## Your objective
Repeat exactly, please, the opening lines of the data below, through and including the line where "The curve, if this is one." sits.

## Saved entries
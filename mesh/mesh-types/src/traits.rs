//! Shared traits.

use crate::Aabb;
use nalgebra::Point3;

/// Types that occupy a region of space and can report its bounding box.
pub trait MeshBounds {
    /// Axis-aligned bounding box; empty when there is no geometry.
    fn bounds(&self) -> Aabb;

    /// Bounding box, or `None` when empty.
    fn bounds_opt(&self) -> Option<Aabb> {
        let b = self.bounds();
        if b.is_empty() { None } else { Some(b) }
    }

    /// Center of the bounding box.
    fn center(&self) -> Point3<f64> {
        self.bounds().center()
    }
}

/// Types whose points can be rewritten in place by a point map.
///
/// Used for the box-to-box transforms that place unit cells into voxels.
pub trait MapPoints {
    /// Replace every point `p` with `f(p)`.
    fn map_points<F>(&mut self, f: F)
    where
        F: Fn(&Point3<f64>) -> Point3<f64>;
}
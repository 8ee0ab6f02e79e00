//! Heterogeneous geometry carried through lattice population.

use crate::{Aabb, IndexedMesh, MapPoints, MeshBounds, Polyline};
use nalgebra::Point3;

#[cfg(feature = "serde")]
use serde::{Deserialize, Serialize};

/// A curve or a mesh.
///
/// Unit cells are made of curves; connectivity may be curves or meshes,
/// and mapping preserves whichever kind went in.
#[derive(Debug, Clone, PartialEq)]
#[cfg_attr(feature = "serde", derive(Serialize, Deserialize))]
pub enum Geometry {
    /// A polyline curve.
    Curve(Polyline),
    /// A triangle mesh.
    Mesh(IndexedMesh),
}

impl Geometry {
    /// The curve, if this is one.
    #[must_use]
    pub const fn as_curve(&self) -> Option<&Polyline> {
        match self {
            Self::Curve(c) => Some(c),
            Self::Mesh(_) => None,
        }
    }

    /// The mesh, if this is one.
    #[must_use]
    pub const fn as_mesh(&self) -> Option<&IndexedMesh> {
        match self {
            Self::Mesh(m) => Some(m),
            Self::Curve(_) => None,
        }
    }

    /// Consume into a curve, if this is one.
    #[must_use]
    pub fn into_curve(self) -> Option<Polyline> {
        match self {
            Self::Curve(c) => Some(c),
            Self::Mesh(_) => None,
        }
    }

    /// Consume into a mesh, if this is one.
    #[must_use]
    pub fn into_mesh(self) -> Option<IndexedMesh> {
        match self {
            Self::Mesh(m) => Some(m),
            Self::Curve(_) => None,
        }
    }

    /// Check for no points or no faces.
    #[must_use]
    pub fn is_empty(&self) -> bool {
        match self {
            Self::Curve(c) => c.is_empty(),
            Self::Mesh(m) => m.is_empty(),
        }
    }
}

impl MeshBounds for Geometry {
    fn bounds(&self) -> Aabb {
        match self {
            Self::Curve(c) => c.bounds(),
            Self::Mesh(m) => m.bounds(),
        }
    }
}

impl MapPoints for Geometry {
    fn map_points<F>(&mut self, f: F)
    where
        F: Fn(&Point3<f64>) -> Point3<f64>,
    {
        match self {
            Self::Curve(c) => c.map_points(f),
            Self::Mesh(m) => m.map_points(f),
        }
    }
}

impl From<Polyline> for Geometry {
    fn from(curve: Polyline) -> Self {
        Self::Curve(curve)
    }
}

impl From<IndexedMesh> for Geometry {
    fn from(mesh: IndexedMesh) -> Self {
        Self::Mesh(mesh)
    }
}

/// Union of the bounding boxes of every item; empty for no items.
///
/// # Example
///
/// ```
/// use mesh_types::{union_bounds, Point3, Polyline};
///
/// let a = Polyline::from_segment(Point3::new(0.0, 0.0, 0.0), Point3::new(1.0, 1.0, 0.0));
/// let b = Polyline::from_segment(Point3::new(0.0, 0.0, 0.0), Point3::new(0.0, 0.0, 2.0));
/// let bounds = union_bounds([&a, &b]);
/// assert_eq!(bounds.max, Point3::new(1.0, 1.0, 2.0));
/// ```
#[must_use]
pub fn union_bounds<'a, T>(items: impl IntoIterator<Item = &'a T>) -> Aabb
where
    T: MeshBounds + 'a,
{
    items
        .into_iter()
        .fold(Aabb::empty(), |acc, item| acc.union(&item.bounds()))
}
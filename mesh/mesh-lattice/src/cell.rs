//! Unit cells: the repeating curve pattern and its connectivity.

use mesh_types::{Aabb, Geometry, MeshBounds, Point3, Polyline, union_bounds};
use tracing::debug;

use crate::error::{LatticeError, LatticeResult};
use crate::map::DEGENERATE_EXTENT;

/// Distance within which curve ends are joined.
pub const JOIN_TOLERANCE: f64 = 1e-6;

/// The repeating pattern of a lattice, in its own frame.
///
/// The frame is the bounding box of the cell curves; connectivity geometry
/// does not widen it.
#[derive(Debug, Clone, PartialEq)]
#[cfg_attr(feature = "serde", derive(serde::Serialize, serde::Deserialize))]
pub struct UnitCell {
    curves: Vec<Polyline>,
    joined: Vec<Polyline>,
    connectivity: Vec<Geometry>,
    bounds: Aabb,
}

impl UnitCell {
    /// Create a unit cell.
    ///
    /// # Errors
    ///
    /// - [`LatticeError::EmptyUnitCell`] if no curve has points.
    /// - [`LatticeError::DegenerateBounds`] if the curves are flat along
    ///   some axis, since such a cell cannot be mapped into a voxel.
    ///
    /// # Example
    ///
    /// ```
    /// use mesh_lattice::UnitCell;
    /// use mesh_types::{Point3, Polyline};
    ///
    /// let diagonal = Polyline::from_segment(Point3::origin(), Point3::new(1.0, 1.0, 1.0));
    /// let cell = UnitCell::new(vec![diagonal], Vec::new()).unwrap();
    /// assert_eq!(cell.bounds().max, Point3::new(1.0, 1.0, 1.0));
    /// ```
    pub fn new(curves: Vec<Polyline>, connectivity: Vec<Geometry>) -> LatticeResult<Self> {
        let curves: Vec<Polyline> = curves.into_iter().filter(|c| !c.is_empty()).collect();
        if curves.is_empty() {
            return Err(LatticeError::EmptyUnitCell);
        }
        let bounds = union_bounds(&curves);
        if !bounds.is_valid() || bounds.is_degenerate(DEGENERATE_EXTENT) {
            return Err(LatticeError::degenerate_bounds(&bounds));
        }
        let joined = join_curves(&curves, JOIN_TOLERANCE);
        debug!(
            curves = curves.len(),
            joined = joined.len(),
            connectivity = connectivity.len(),
            "built unit cell"
        );
        Ok(Self {
            curves,
            joined,
            connectivity,
            bounds,
        })
    }

    /// The cell curves as given.
    #[must_use]
    pub fn curves(&self) -> &[Polyline] {
        &self.curves
    }

    /// The cell curves chained end to end where they meet.
    #[must_use]
    pub fn joined_curves(&self) -> &[Polyline] {
        &self.joined
    }

    /// Connectivity geometry, curves or meshes.
    #[must_use]
    pub fn connectivity(&self) -> &[Geometry] {
        &self.connectivity
    }

    /// Source box for mapping.
    #[must_use]
    pub const fn bounds(&self) -> &Aabb {
        &self.bounds
    }
}

impl MeshBounds for UnitCell {
    fn bounds(&self) -> Aabb {
        self.bounds
    }
}

/// Chain curves whose ends meet within `tolerance` into longer curves.
///
/// Curves are reversed as needed. A chain that returns to its own start is
/// closed by snapping the last point onto the first. Curves that meet
/// nothing come back unchanged, and only two curves are ever joined at a
/// shared end so branching points stay branch points.
///
/// # Example
///
/// ```
/// use mesh_lattice::join_curves;
/// use mesh_types::{Point3, Polyline};
///
/// let a = Polyline::from_segment(Point3::new(0.0, 0.0, 0.0), Point3::new(1.0, 0.0, 0.0));
/// let b = Polyline::from_segment(Point3::new(1.0, 1.0, 0.0), Point3::new(1.0, 0.0, 0.0));
/// let joined = join_curves(&[a, b], 1e-9);
/// assert_eq!(joined.len(), 1);
/// assert_eq!(joined[0].len(), 3);
/// ```
#[must_use]
pub fn join_curves(curves: &[Polyline], tolerance: f64) -> Vec<Polyline> {
    let near = |a: Point3<f64>, b: Point3<f64>| (a - b).norm() <= tolerance;
    let mut used = vec![false; curves.len()];
    let mut out = Vec::new();

    for seed in 0..curves.len() {
        if used[seed] || curves[seed].len() < 2 {
            continue;
        }
        used[seed] = true;
        let mut chain: Vec<Point3<f64>> = curves[seed].points().to_vec();

        // grow forward, then backward
        for backward in [false, true] {
            if backward {
                chain.reverse();
            }
            loop {
                let Some(&tail) = chain.last() else { break };
                if chain.len() > 2 && chain.first().is_some_and(|&head| near(head, tail)) {
                    break;
                }
                let Some((next, reverse)) = (0..curves.len())
                    .filter(|&i| !used[i] && curves[i].len() >= 2)
                    .find_map(|i| {
                        let c = &curves[i];
                        if c.start().is_some_and(|p| near(p, tail)) {
                            Some((i, false))
                        } else if c.end().is_some_and(|p| near(p, tail)) {
                            Some((i, true))
                        } else {
                            None
                        }
                    })
                else {
                    break;
                };
                used[next] = true;
                let points = curves[next].points();
                if reverse {
                    chain.extend(points.iter().rev().skip(1));
                } else {
                    chain.extend(points.iter().skip(1));
                }
            }
            if backward {
                chain.reverse();
            }
        }

        if chain.len() > 3 {
            let head = chain[0];
            if let Some(tail) = chain.last_mut() {
                if near(head, *tail) {
                    *tail = head;
                }
            }
        }
        out.push(Polyline::new(chain));
    }

    // single-point curves cannot join anything
    out.extend(curves.iter().filter(|c| c.len() == 1).cloned());
    out
}
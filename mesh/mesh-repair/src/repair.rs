//! Core mesh repair operations.
//!
//! The lattice repair sequence is fixed: remove zero-area faces, split
//! quads, make winding consistent, then flip the whole mesh if it encloses
//! negative volume. [`repair_mesh`] runs it; the individual passes are
//! public for callers that need a different order.

use hashbrown::{HashMap, HashSet};
use mesh_types::{Face, IndexedMesh, PolyMesh, Vertex};
use nalgebra::Point3;
use tracing::{debug, info};

use crate::adjacency::MeshAdjacency;
use crate::validate::face_area;
use crate::winding::unify_normals;

/// Configuration parameters for mesh repair operations.
///
/// All distances are in mesh units.
///
/// # Example
///
/// ```
/// use mesh_repair::RepairParams;
///
/// let params = RepairParams::default().with_weld_epsilon(0.01);
/// assert_eq!(params.degenerate_area_threshold, 0.0);
/// ```
#[derive(Debug, Clone)]
#[cfg_attr(feature = "serde", derive(serde::Serialize, serde::Deserialize))]
pub struct RepairParams {
    /// Faces with area at or below this are removed.
    ///
    /// Default: `0.0` (only exactly flat faces)
    pub degenerate_area_threshold: f64,

    /// Distance below which vertices are merged.
    ///
    /// Default: `1e-6`
    pub weld_epsilon: f64,

    /// Distance below which naked-edge vertices are snapped together.
    ///
    /// Default: `0.01`
    pub heal_distance: f64,

    /// Whether to drop vertices no face refers to.
    ///
    /// Default: `true`
    pub remove_unreferenced: bool,
}

impl Default for RepairParams {
    fn default() -> Self {
        Self {
            degenerate_area_threshold: 0.0,
            weld_epsilon: 1e-6,
            heal_distance: 0.01,
            remove_unreferenced: true,
        }
    }
}

impl RepairParams {
    /// Conservative settings for exact CAD input.
    #[must_use]
    pub fn for_cad() -> Self {
        Self {
            weld_epsilon: 1e-9,
            heal_distance: 1e-6,
            ..Default::default()
        }
    }

    /// Aggressive settings for noisy or scanned input.
    #[must_use]
    pub fn for_scans() -> Self {
        Self {
            degenerate_area_threshold: 1e-9,
            weld_epsilon: 0.01,
            heal_distance: 0.1,
            ..Default::default()
        }
    }

    /// Set the zero-area threshold.
    #[must_use]
    pub const fn with_degenerate_area_threshold(mut self, threshold: f64) -> Self {
        self.degenerate_area_threshold = threshold;
        self
    }

    /// Set the vertex welding distance.
    #[must_use]
    pub const fn with_weld_epsilon(mut self, epsilon: f64) -> Self {
        self.weld_epsilon = epsilon;
        self
    }

    /// Set the naked-edge healing distance.
    #[must_use]
    pub const fn with_heal_distance(mut self, distance: f64) -> Self {
        self.heal_distance = distance;
        self
    }

    /// Set whether unreferenced vertices are removed.
    #[must_use]
    pub const fn with_remove_unreferenced(mut self, remove: bool) -> Self {
        self.remove_unreferenced = remove;
        self
    }
}

/// Counts from one run of [`repair_mesh`].
#[derive(Debug, Clone, Default, PartialEq, Eq)]
pub struct RepairSummary {
    /// Faces removed for zero area or repeated corners.
    pub degenerate_faces: usize,
    /// Quads split into two triangles.
    pub quads_to_tris: usize,
    /// Faces reversed to agree with their neighbours.
    pub faces_reoriented: usize,
    /// Whether the whole mesh was flipped for negative volume.
    pub mesh_flipped: bool,
    /// Vertices dropped because nothing referenced them.
    pub unreferenced_removed: usize,
}

impl std::fmt::Display for RepairSummary {
    fn fmt(&self, f: &mut std::fmt::Formatter<'_>) -> std::fmt::Result {
        write!(
            f,
            "degenerate={} quads_to_tris={} reoriented={} flipped={}",
            self.degenerate_faces, self.quads_to_tris, self.faces_reoriented, self.mesh_flipped
        )
    }
}

/// Run the fixed repair sequence.
///
/// 1. Remove zero-area faces
/// 2. Convert quads to triangles
/// 3. Unify face orientation
/// 4. Flip everything if the signed volume is negative
///
/// A second run on the output reports zero for every count.
///
/// # Example
///
/// ```
/// use mesh_types::{unit_cube, PolyMesh};
/// use mesh_repair::{repair_mesh, RepairParams};
///
/// let mut mesh = PolyMesh::from(unit_cube());
/// mesh.flip_normals();
///
/// let summary = repair_mesh(&mut mesh, &RepairParams::default());
/// assert!(summary.mesh_flipped);
/// assert!(mesh.signed_volume() > 0.0);
/// ```
pub fn repair_mesh(mesh: &mut PolyMesh, params: &RepairParams) -> RepairSummary {
    let degenerate_faces = remove_degenerate_faces(mesh, params.degenerate_area_threshold);
    let quads_to_tris = triangulate_quads(mesh);
    let faces_reoriented = unify_normals(mesh);
    let mesh_flipped = orient_outward(mesh);
    let unreferenced_removed = if params.remove_unreferenced {
        remove_unreferenced_poly_vertices(mesh)
    } else {
        0
    };

    let summary = RepairSummary {
        degenerate_faces,
        quads_to_tris,
        faces_reoriented,
        mesh_flipped,
        unreferenced_removed,
    };
    info!(%summary, "Repaired mesh");
    summary
}

/// Remove faces with repeated corners or area at or below the threshold.
///
/// Faces with out-of-range indices are left for validation to report.
/// Returns the number of faces removed.
///
/// # Example
///
/// ```
/// use mesh_types::{Face, PolyMesh, Vertex};
/// use mesh_repair::remove_degenerate_faces;
///
/// let mut mesh = PolyMesh::new();
/// mesh.vertices.push(Vertex::from_coords(0.0, 0.0, 0.0));
/// mesh.vertices.push(Vertex::from_coords(10.0, 0.0, 0.0));
/// mesh.vertices.push(Vertex::from_coords(5.0, 0.0, 0.0)); // collinear
/// mesh.faces.push(Face::Tri([0, 1, 2]));
///
/// assert_eq!(remove_degenerate_faces(&mut mesh, 0.0), 1);
/// ```
pub fn remove_degenerate_faces(mesh: &mut PolyMesh, area_threshold: f64) -> usize {
    retain_proper_faces(&mesh.vertices, &mut mesh.faces, area_threshold)
}

/// Triangle-mesh counterpart of [`remove_degenerate_faces`].
pub fn remove_degenerate_triangles(mesh: &mut IndexedMesh, area_threshold: f64) -> usize {
    retain_proper_faces(&mesh.vertices, &mut mesh.faces, area_threshold)
}

fn retain_proper_faces<F: AsRef<[u32]>>(
    vertices: &[Vertex],
    faces: &mut Vec<F>,
    area_threshold: f64,
) -> usize {
    let before = faces.len();
    let n = vertices.len();
    faces.retain(|face| {
        let idx = face.as_ref();
        if idx.iter().any(|&i| i as usize >= n) {
            return true;
        }
        let repeated = (0..idx.len()).any(|i| idx[i + 1..].contains(&idx[i]));
        !repeated && face_area(vertices, idx) > area_threshold
    });
    let removed = before - faces.len();
    if removed > 0 {
        debug!(removed, "Removed degenerate faces");
    }
    removed
}

/// Split every quad into two triangles.
///
/// The diagonal whose smaller triangle is larger wins, so a quad with three
/// collinear corners never leaves a zero-area half behind. Ties go to the
/// shorter diagonal.
///
/// Returns the number of quads converted.
pub fn triangulate_quads(mesh: &mut PolyMesh) -> usize {
    let quads = mesh.quad_count();
    if quads == 0 {
        return 0;
    }

    let n = mesh.vertices.len();
    let mut faces = Vec::with_capacity(mesh.faces.len() + quads);
    for face in &mesh.faces {
        match *face {
            Face::Tri(_) => faces.push(*face),
            Face::Quad([a, b, c, d]) => {
                let in_range = [a, b, c, d].iter().all(|&i| (i as usize) < n);
                if in_range && prefers_bd_split(&mesh.vertices, [a, b, c, d]) {
                    faces.push(Face::Tri([a, b, d]));
                    faces.push(Face::Tri([b, c, d]));
                } else {
                    faces.push(Face::Tri([a, b, c]));
                    faces.push(Face::Tri([a, c, d]));
                }
            }
        }
    }
    mesh.faces = faces;
    debug!(quads, "Converted quads to triangles");
    quads
}

fn prefers_bd_split(vertices: &[Vertex], [a, b, c, d]: [u32; 4]) -> bool {
    let ac = face_area(vertices, &[a, b, c]).min(face_area(vertices, &[a, c, d]));
    let bd = face_area(vertices, &[a, b, d]).min(face_area(vertices, &[b, c, d]));
    if (ac - bd).abs() > 1e-12 * (ac + bd) {
        return bd > ac;
    }
    let pos = |i: u32| vertices[i as usize].position;
    (pos(b) - pos(d)).norm_squared() < (pos(a) - pos(c)).norm_squared()
}

/// Flip the whole mesh if it encloses negative volume.
///
/// Returns whether a flip happened.
pub fn orient_outward(mesh: &mut PolyMesh) -> bool {
    if mesh.indices_in_range() && mesh.signed_volume() < 0.0 {
        mesh.flip_normals();
        true
    } else {
        false
    }
}

/// Triangle-mesh counterpart of [`orient_outward`].
pub fn orient_triangles_outward(mesh: &mut IndexedMesh) -> bool {
    if mesh.indices_in_range() && mesh.signed_volume() < 0.0 {
        mesh.flip_normals();
        true
    } else {
        false
    }
}

/// Weld vertices that are within `epsilon` of each other.
///
/// Uses spatial hashing. Faces that collapse are removed.
/// Returns the number of vertices merged.
///
/// # Example
///
/// ```
/// use mesh_types::{IndexedMesh, Vertex};
/// use mesh_repair::weld_vertices;
///
/// let mut mesh = IndexedMesh::new();
/// mesh.vertices.push(Vertex::from_coords(0.0, 0.0, 0.0));
/// mesh.vertices.push(Vertex::from_coords(1.0, 0.0, 0.0));
/// mesh.vertices.push(Vertex::from_coords(0.0, 1.0, 0.0));
/// mesh.vertices.push(Vertex::from_coords(1.0001, 0.0, 0.0));
/// mesh.faces.push([0, 1, 2]);
/// mesh.faces.push([0, 3, 2]);
///
/// assert_eq!(weld_vertices(&mut mesh, 0.001), 1);
/// ```
#[allow(clippy::cast_possible_truncation)]
pub fn weld_vertices(mesh: &mut IndexedMesh, epsilon: f64) -> usize {
    let all = 0..mesh.vertices.len() as u32;
    merge_close_vertices(mesh, all, epsilon)
}

/// Snap together vertices on naked edges that lie within `distance`.
///
/// Only boundary vertices move, so interior detail is untouched.
/// Returns the number of vertices merged.
pub fn heal_naked_edges(mesh: &mut IndexedMesh, distance: f64) -> usize {
    let adjacency = MeshAdjacency::build(&mesh.faces);
    let mut boundary: Vec<u32> = adjacency
        .boundary_edges()
        .flat_map(|(a, b)| [a, b])
        .collect::<HashSet<u32>>()
        .into_iter()
        .collect();
    if boundary.is_empty() {
        return 0;
    }
    boundary.sort_unstable();
    let merged = merge_close_vertices(mesh, boundary.into_iter(), distance);
    if merged > 0 {
        debug!(merged, distance, "Healed naked edges");
    }
    merged
}

/// Merge candidates closer than `epsilon` into the lowest index among them,
/// then rewrite faces and drop the ones that collapse.
#[allow(clippy::cast_possible_truncation)]
fn merge_close_vertices(
    mesh: &mut IndexedMesh,
    candidates: impl Iterator<Item = u32>,
    epsilon: f64,
) -> usize {
    if mesh.vertices.is_empty() || epsilon <= 0.0 {
        return 0;
    }
    let cell_size = epsilon * 2.0;
    let candidates: Vec<u32> = candidates
        .filter(|&i| (i as usize) < mesh.vertices.len())
        .collect();

    let mut spatial_hash: HashMap<(i64, i64, i64), Vec<u32>> = HashMap::new();
    for &idx in &candidates {
        let cell = pos_to_cell(&mesh.vertices[idx as usize].position, cell_size);
        spatial_hash.entry(cell).or_default().push(idx);
    }

    let mut remap: Vec<u32> = (0..mesh.vertices.len() as u32).collect();
    let mut merged = 0;

    for &idx in &candidates {
        if remap[idx as usize] != idx {
            continue;
        }
        let position = mesh.vertices[idx as usize].position;
        let cell = pos_to_cell(&position, cell_size);

        for dx in -1..=1 {
            for dy in -1..=1 {
                for dz in -1..=1 {
                    let neighbor = (cell.0 + dx, cell.1 + dy, cell.2 + dz);
                    let Some(others) = spatial_hash.get(&neighbor) else {
                        continue;
                    };
                    for &other in others {
                        if other <= idx || remap[other as usize] != other {
                            continue;
                        }
                        if (position - mesh.vertices[other as usize].position).norm() < epsilon {
                            remap[other as usize] = idx;
                            merged += 1;
                        }
                    }
                }
            }
        }
    }

    if merged == 0 {
        return 0;
    }

    for face in &mut mesh.faces {
        for i in face.iter_mut() {
            if (*i as usize) < remap.len() {
                *i = remap[*i as usize];
            }
        }
    }
    mesh.faces
        .retain(|&[a, b, c]| a != b && b != c && a != c);

    merged
}

/// Convert position to spatial hash cell.
#[allow(clippy::cast_possible_truncation)]
fn pos_to_cell(pos: &Point3<f64>, cell_size: f64) -> (i64, i64, i64) {
    (
        (pos.x / cell_size).floor() as i64,
        (pos.y / cell_size).floor() as i64,
        (pos.z / cell_size).floor() as i64,
    )
}

/// Remove unreferenced vertices and compact the vertex array.
///
/// Returns the number of vertices removed.
///
/// # Example
///
/// ```
/// use mesh_types::{IndexedMesh, Vertex};
/// use mesh_repair::remove_unreferenced_vertices;
///
/// let mut mesh = IndexedMesh::new();
/// mesh.vertices.push(Vertex::from_coords(0.0, 0.0, 0.0));
/// mesh.vertices.push(Vertex::from_coords(1.0, 0.0, 0.0));
/// mesh.vertices.push(Vertex::from_coords(0.0, 1.0, 0.0));
/// mesh.vertices.push(Vertex::from_coords(100.0, 100.0, 100.0));
/// mesh.faces.push([0, 1, 2]);
///
/// assert_eq!(remove_unreferenced_vertices(&mut mesh), 1);
/// assert_eq!(mesh.vertices.len(), 3);
/// ```
pub fn remove_unreferenced_vertices(mesh: &mut IndexedMesh) -> usize {
    compact_vertices(&mut mesh.vertices, mesh.faces.iter_mut().flat_map(|f| f.iter_mut()))
}

fn remove_unreferenced_poly_vertices(mesh: &mut PolyMesh) -> usize {
    let indices = mesh.faces.iter_mut().flat_map(|f| match f {
        Face::Tri(v) => v.as_mut_slice().iter_mut(),
        Face::Quad(v) => v.as_mut_slice().iter_mut(),
    });
    compact_vertices(&mut mesh.vertices, indices)
}

#[allow(clippy::cast_possible_truncation)]
fn compact_vertices<'a>(
    vertices: &mut Vec<Vertex>,
    indices: impl Iterator<Item = &'a mut u32>,
) -> usize {
    let indices: Vec<&mut u32> = indices.collect();
    let n = vertices.len();
    if indices.iter().any(|i| **i as usize >= n) {
        return 0;
    }

    let mut used = vec![false; n];
    for i in &indices {
        used[**i as usize] = true;
    }
    let kept = used.iter().filter(|&&u| u).count();
    if kept == n {
        return 0;
    }

    let mut remap = vec![u32::MAX; n];
    let mut compacted = Vec::with_capacity(kept);
    for (old, vertex) in vertices.iter().enumerate() {
        if used[old] {
            remap[old] = compacted.len() as u32;
            compacted.push(vertex.clone());
        }
    }
    for i in indices {
        *i = remap[*i as usize];
    }
    *vertices = compacted;
    n - kept
}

## Written answer
filename mesh/mesh-types/src/traits.rs
//! Shared traits.

use crate::Aabb;
use nalgebra::Point3;

/// Types that occupy a region of space and can report its bounding box.
pub trait MeshBounds {
    /// Axis-aligned bounding box; empty when there is no geometry.
    fn bounds(&self) -> Aabb;

    /// Bounding box, or `None` when empty.
    fn bounds_opt(&self) -> Option<Aabb> {
        let b = self.bounds();
        if b.is_empty() { None } else { Some(b) }
    }

    /// Center of the bounding box.
    fn center(&self) -> Point3<f64> {
        self.bounds().center()
    }
}

/// Types whose points can be rewritten in place by a point map.
///
/// Used for the box-to-box transforms that place unit cells into voxels.
pub trait MapPoints {
    /// Replace every point `p` with `f(p)`.
    fn map_points<F>(&mut self, f: F)
    where
        F: Fn(&Point3<f64>) -> Point3<f64>;
}
repository 8ee0ab6f02e79e00
//! Heterogeneous geometry carried through lattice population.

use crate::{Aabb, IndexedMesh, MapPoints, MeshBounds, Polyline};
use nalgebra::Point3;

#[cfg(feature = "serde")]
use serde::{Deserialize, Serialize};

/// A curve or a mesh.
///
/// Unit cells are made of curves; connectivity may be curves or meshes,
/// and mapping preserves whichever kind went in.
#[derive(Debug, Clone, PartialEq)]
#[cfg_attr(feature = "serde", derive(Serialize, Deserialize))]
pub enum Geometry {
    /// A polyline curve.
    Curve(Polyline),
    /// A triangle mesh.
    Mesh(IndexedMesh),
}

impl Geometry {
    /// The curve, if this is one.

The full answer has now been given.